Start of Block
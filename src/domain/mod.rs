//! Domain layer: cursor protocol, containers, decorators and the driver
//!
//! This layer is independent of external concerns (no I/O, no CLI, no config loading).

pub mod adapter;
pub mod array;
pub mod container;
pub mod cursor;
pub mod decorators;
pub mod driver;
pub mod element;
pub mod entities;
pub mod error;
pub mod list;

pub use adapter::CursorIter;
pub use array::{ArrayContainer, ArrayCursor, DEFAULT_CAPACITY};
pub use container::{Container, Storage};
pub use cursor::{BoxedCursor, Cursor, CursorExt};
pub use decorators::{
    CountingCursor, FilterCursor, Journal, LoggingCursor, StepCount, DEFAULT_LOG_PREFIX,
};
pub use driver::{drive, drive_with, Tally};
pub use element::{Element, Priced};
pub use entities::Component;
pub use error::{DomainError, DomainResult};
pub use list::{ListContainer, ListCursor};
//! Malformed environment overrides, in their own test binary: env vars are process-wide.

use std::env;

use cursorkit::application::ApplicationError;
use cursorkit::config::Settings;

#[test]
fn given_unparsable_env_values_when_load_then_config_error() {
    env::set_var("CURSORKIT_MIN_PRICE", "abc");
    let bad_price = Settings::load_layers(None, None);
    env::remove_var("CURSORKIT_MIN_PRICE");

    env::set_var("CURSORKIT_ARRAY_CAPACITY", "many");
    let bad_capacity = Settings::load_layers(None, None);
    env::remove_var("CURSORKIT_ARRAY_CAPACITY");

    assert!(matches!(bad_price, Err(ApplicationError::Config { .. })));
    assert!(matches!(bad_capacity, Err(ApplicationError::Config { .. })));
}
End of Block
### TASK ITEM
Take every line above where "entities" appears and copy it.

### EXERCISE RESULT
pub mod entities;
pub use entities::Component;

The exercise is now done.